Entries taken from a collection

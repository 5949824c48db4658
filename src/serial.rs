//! Bit-banged half-duplex UART.
//!
//! Framing is fixed 8N1, least significant bit first: the line is driven
//! low for one bit period (start), then one period per data bit, then high
//! for one period (stop), ten periods per byte. Reception polls for the
//! start edge, re-centres half a bit period past it and samples each data
//! bit at the midpoint of its cell.
//!
//! Timing comes entirely from the injected periodic timer; nothing masks
//! interrupts here, so a handler firing mid-byte stretches a bit cell and
//! corrupts the frame without detection. Keep transfers inside quiet
//! windows or accept the corruption.

use core::time::Duration;
use embedded_hal::digital::v2::{InputPin, OutputPin};
use embedded_hal::serial;
use embedded_hal::timer::{CountDown, Periodic};
use nb::block;

const NANOS_PER_SEC: u64 = 1_000_000_000;

/// Serial error
#[derive(Debug, Eq, PartialEq)]
#[cfg_attr(feature = "defmt", derive(defmt::Format))]
pub enum Error<E> {
    /// GPIO error
    Bus(E),
    /// No start edge arrived inside the timeout window
    Timeout,
}

/// Software UART over one output and one input pin.
///
/// The TX pin must idle high before the first write; the device-layer
/// constructors hand out pins already driven high for this reason.
pub struct SoftSerial<TX, RX, Timer>
where
    TX: OutputPin,
    RX: InputPin,
    Timer: CountDown + Periodic,
{
    tx: TX,
    rx: RX,
    timer: Timer,
    bit_ns: u64,
    half_bit_ns: u64,
}

impl<TX, RX, Timer, E> SoftSerial<TX, RX, Timer>
where
    TX: OutputPin<Error = E>,
    RX: InputPin<Error = E>,
    Timer: CountDown + Periodic,
    Timer::Time: From<Duration>,
{
    /// Create a UART running at `baud` bits per second.
    pub fn new(tx: TX, rx: RX, timer: Timer, baud: u32) -> Self {
        let bit_ns = NANOS_PER_SEC / u64::from(baud);
        SoftSerial {
            tx,
            rx,
            timer,
            bit_ns,
            half_bit_ns: bit_ns / 2,
        }
    }

    /// Release the pins and timer.
    pub fn free(self) -> (TX, RX, Timer) {
        (self.tx, self.rx, self.timer)
    }

    /// Whether a start bit is currently on the line.
    pub fn start_pending(&self) -> Result<bool, Error<E>> {
        self.rx.is_low().map_err(Error::Bus)
    }

    /// Receive one byte, polling for the start edge in roughly
    /// microsecond steps for at most `timeout_us`.
    ///
    /// The bound is a poll counter paced by the timer, not an elapsed-time
    /// measurement; interrupts stealing cycles make it run long, never
    /// short. On timeout no bit periods are consumed.
    pub fn read_timeout(&mut self, timeout_us: u32) -> Result<u8, Error<E>> {
        let mut waited = 0u32;
        while self.rx.is_high().map_err(Error::Bus)? {
            if waited >= timeout_us {
                return Err(Error::Timeout);
            }
            waited += 1;
            self.wait_time(1_000);
        }
        self.sample_frame()
    }

    /// Sample the 8 data bits and wait out the stop bit, assuming the
    /// start edge was just observed.
    fn sample_frame(&mut self) -> Result<u8, Error<E>> {
        // Centre on the start bit, then sample one full period apart.
        self.wait_time(self.half_bit_ns);

        let mut data = 0u8;
        for bit in 0..8 {
            self.wait_time(self.bit_ns);
            if self.rx.is_high().map_err(Error::Bus)? {
                data |= 1 << bit;
            }
        }

        // Let the stop bit pass before the next poll can begin.
        self.wait_time(self.bit_ns);
        Ok(data)
    }

    #[inline]
    fn wait_time(&mut self, nanoseconds: u64) {
        self.timer.start(Duration::from_nanos(nanoseconds));
        block!(self.timer.wait()).ok();
    }
}

impl<TX, RX, Timer, E> serial::Write<u8> for SoftSerial<TX, RX, Timer>
where
    TX: OutputPin<Error = E>,
    RX: InputPin<Error = E>,
    Timer: CountDown + Periodic,
    Timer::Time: From<Duration>,
{
    type Error = Error<E>;

    fn write(&mut self, byte: u8) -> nb::Result<(), Self::Error> {
        // Start bit
        self.tx.set_low().map_err(|e| nb::Error::Other(Error::Bus(e)))?;
        self.wait_time(self.bit_ns);

        // 8 data bits, LSB first
        for bit in 0..8 {
            if byte & (1 << bit) != 0 {
                self.tx.set_high().map_err(|e| nb::Error::Other(Error::Bus(e)))?;
            } else {
                self.tx.set_low().map_err(|e| nb::Error::Other(Error::Bus(e)))?;
            }
            self.wait_time(self.bit_ns);
        }

        // Stop bit
        self.tx.set_high().map_err(|e| nb::Error::Other(Error::Bus(e)))?;
        self.wait_time(self.bit_ns);
        Ok(())
    }

    fn flush(&mut self) -> nb::Result<(), Self::Error> {
        Ok(())
    }
}

impl<TX, RX, Timer, E> serial::Read<u8> for SoftSerial<TX, RX, Timer>
where
    TX: OutputPin<Error = E>,
    RX: InputPin<Error = E>,
    Timer: CountDown + Periodic,
    Timer::Time: From<Duration>,
{
    type Error = Error<E>;

    fn read(&mut self) -> nb::Result<u8, Self::Error> {
        // Block until a start edge arrives.
        while self.rx.is_high().map_err(|e| nb::Error::Other(Error::Bus(e)))? {}
        self.sample_frame().map_err(nb::Error::Other)
    }
}

impl<TX, RX, Timer, E> core::fmt::Write for SoftSerial<TX, RX, Timer>
where
    TX: OutputPin<Error = E>,
    RX: InputPin<Error = E>,
    Timer: CountDown + Periodic,
    Timer::Time: From<Duration>,
{
    fn write_str(&mut self, s: &str) -> core::fmt::Result {
        for &byte in s.as_bytes() {
            block!(serial::Write::write(self, byte)).map_err(|_| core::fmt::Error)?;
        }
        Ok(())
    }
}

## ACTIVITY:
Each line of the data above needs to be returned exactly.

## RESULT FOR THIS TASK:
repository 5949824c48db4658
filename src/serial.rs
//! Bit-banged half-duplex UART.
//!
//! Framing is fixed 8N1, least significant bit first: the line is driven
//! low for one bit period (start), then one period per data bit, then high
//! for one period (stop), ten periods per byte. Reception polls for the
//! start edge, re-centres half a bit period past it and samples each data
//! bit at the midpoint of its cell.
//!
//! Timing comes entirely from the injected periodic timer; nothing masks
//! interrupts here, so a handler firing mid-byte stretches a bit cell and
//! corrupts the frame without detection. Keep transfers inside quiet
//! windows or accept the corruption.

use core::time::Duration;
use embedded_hal::digital::v2::{InputPin, OutputPin};
use embedded_hal::serial;
use embedded_hal::timer::{CountDown, Periodic};
use nb::block;

const NANOS_PER_SEC: u64 = 1_000_000_000;

/// Serial error
#[derive(Debug, Eq, PartialEq)]
#[cfg_attr(feature = "defmt", derive(defmt::Format))]
pub enum Error<E> {
    /// GPIO error
    Bus(E),
    /// No start edge arrived inside the timeout window
    Timeout,
}

/// Software UART over one output and one input pin.
///
/// The TX pin must idle high before the first write; the device-layer
/// constructors hand out pins already driven high for this reason.
pub struct SoftSerial<TX, RX, Timer>
where
    TX: OutputPin,
    RX: InputPin,
    Timer: CountDown + Periodic,
{
    tx: TX,
    rx: RX,
    timer: Timer,
    bit_ns: u64,
    half_bit_ns: u64,
}

impl<TX, RX, Timer, E> SoftSerial<TX, RX, Timer>
where
    TX: OutputPin<Error = E>,
    RX: InputPin<Error = E>,
    Timer: CountDown + Periodic,
    Timer::Time: From<Duration>,
{
    /// Create a UART running at `baud` bits per second.
    pub fn new(tx: TX, rx: RX, timer: Timer, baud: u32) -> Self {
        let bit_ns = NANOS_PER_SEC / u64::from(baud);
        SoftSerial {
            tx,
            rx,
            timer,
            bit_ns,
            half_bit_ns: bit_ns / 2,
        }
    }

    /// Release the pins and timer.
    pub fn free(self) -> (TX, RX, Timer) {
        (self.tx, self.rx, self.timer)
    }

    /// Whether a start bit is currently on the line.
    pub fn start_pending(&self) -> Result<bool, Error<E>> {
        self.rx.is_low().map_err(Error::Bus)
    }

    /// Receive one byte, polling for the start edge in roughly
    /// microsecond steps for at most `timeout_us`.
    ///
    /// The bound is a poll counter paced by the timer, not an elapsed-time
    /// measurement; interrupts stealing cycles make it run long, never
    /// short. On timeout no bit periods are consumed.
    pub fn read_timeout(&mut self, timeout_us: u32) -> Result<u8, Error<E>> {
        let mut waited = 0u32;
        while self.rx.is_high().map_err(Error::Bus)? {
            if waited >= timeout_us {
                return Err(Error::Timeout);
            }
            waited += 1;
            self.wait_time(1_000);
        }
        self.sample_frame()
    }

    /// Sample the 8 data bits and wait out the stop bit, assuming the
    /// start edge was just observed.
    fn sample_frame(&mut self) -> Result<u8, Error<E>> {
        // Centre on the start bit, then sample one full period apart.
        self.wait_time(self.half_bit_ns);

        let mut data = 0u8;
        for bit in 0..8 {
            self.wait_time(self.bit_ns);
            if self.rx.is_high().map_err(Error::Bus)? {
                data |= 1 << bit;
            }
        }

        // Let the stop bit pass before the next poll can begin.
        self.wait_time(self.bit_ns);
        Ok(data)
    }

    #[inline]
    fn wait_time(&mut self, nanoseconds: u64) {
        self.timer.start(Duration::from_nanos(nanoseconds));
        block!(self.timer.wait()).ok();
    }
}

impl<TX, RX, Timer, E> serial::Write<u8> for SoftSerial<TX, RX, Timer>
where
    TX: OutputPin<Error = E>,
    RX: InputPin<Error = E>,
    Timer: CountDown + Periodic,
    Timer::Time: From<Duration>,
{
    type Error = Error<E>;

    fn write(&mut self, byte: u8) -> nb::Result<(), Self::Error> {
        // Start bit
        self.tx.set_low().map_err(|e| nb::Error::Other(Error::Bus(e)))?;
        self.wait_time(self.bit_ns);

        // 8 data bits, LSB first
        for bit in 0..8 {
            if byte & (1 << bit) != 0 {
                self.tx.set_high().map_err(|e| nb::Error::Other(Error::Bus(e)))?;
            } else {
                self.tx.set_low().map_err(|e| nb::Error::Other(Error::Bus(e)))?;
            }
            self.wait_time(self.bit_ns);
        }

        // Stop bit
        self.tx.set_high().map_err(|e| nb::Error::Other(Error::Bus(e)))?;
        self.wait_time(self.bit_ns);
        Ok(())
    }

    fn flush(&mut self) -> nb::Result<(), Self::Error> {
        Ok(())
    }
}

impl<TX, RX, Timer, E> serial::Read<u8> for SoftSerial<TX, RX, Timer>
where
    TX: OutputPin<Error = E>,
    RX: InputPin<Error = E>,
    Timer: CountDown + Periodic,
    Timer::Time: From<Duration>,
{
    type Error = Error<E>;

    fn read(&mut self) -> nb::Result<u8, Self::Error> {
        // Block until a start edge arrives.
        while self.rx.is_high().map_err(|e| nb::Error::Other(Error::Bus(e)))? {}
        self.sample_frame().map_err(nb::Error::Other)
    }
}

impl<TX, RX, Timer, E> core::fmt::Write for SoftSerial<TX, RX, Timer>
where
    TX: OutputPin<Error = E>,
    RX: InputPin<Error = E>,
    Timer: CountDown + Periodic,
    Timer::Time: From<Duration>,
{
    fn write_str(&mut self, s: &str) -> core::fmt::Result {
        for &byte in s.as_bytes() {
            block!(serial::Write::write(self, byte)).map_err(|_| core::fmt::Error)?;
        }
        Ok(())
    }
}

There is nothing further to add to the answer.